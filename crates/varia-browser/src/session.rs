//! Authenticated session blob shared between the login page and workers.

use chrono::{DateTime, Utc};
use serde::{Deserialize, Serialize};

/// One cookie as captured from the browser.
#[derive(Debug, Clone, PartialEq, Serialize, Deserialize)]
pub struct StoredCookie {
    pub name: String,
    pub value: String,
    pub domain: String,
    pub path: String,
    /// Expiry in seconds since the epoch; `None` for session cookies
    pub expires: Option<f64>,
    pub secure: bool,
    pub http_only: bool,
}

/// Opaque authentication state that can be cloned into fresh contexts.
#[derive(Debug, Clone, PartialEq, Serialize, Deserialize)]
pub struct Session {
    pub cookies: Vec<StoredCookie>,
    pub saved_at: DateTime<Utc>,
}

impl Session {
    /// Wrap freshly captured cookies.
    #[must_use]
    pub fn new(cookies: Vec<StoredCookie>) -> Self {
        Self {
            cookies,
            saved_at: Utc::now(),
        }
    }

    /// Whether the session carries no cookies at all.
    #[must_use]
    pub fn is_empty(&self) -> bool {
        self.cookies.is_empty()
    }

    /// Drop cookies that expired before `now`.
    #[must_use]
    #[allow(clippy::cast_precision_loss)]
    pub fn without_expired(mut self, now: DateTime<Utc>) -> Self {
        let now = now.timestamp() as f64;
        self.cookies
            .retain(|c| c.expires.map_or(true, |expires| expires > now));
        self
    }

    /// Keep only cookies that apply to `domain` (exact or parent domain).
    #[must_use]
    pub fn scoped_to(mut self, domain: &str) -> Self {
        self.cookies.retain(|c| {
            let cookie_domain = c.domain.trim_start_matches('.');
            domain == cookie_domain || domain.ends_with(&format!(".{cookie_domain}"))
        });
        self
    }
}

________________

Where a line of the records above holds the word "browser", copy that line.

# ANSWER SPACE:
filename crates/varia-browser/src/session.rs
/// One cookie as captured from the browser.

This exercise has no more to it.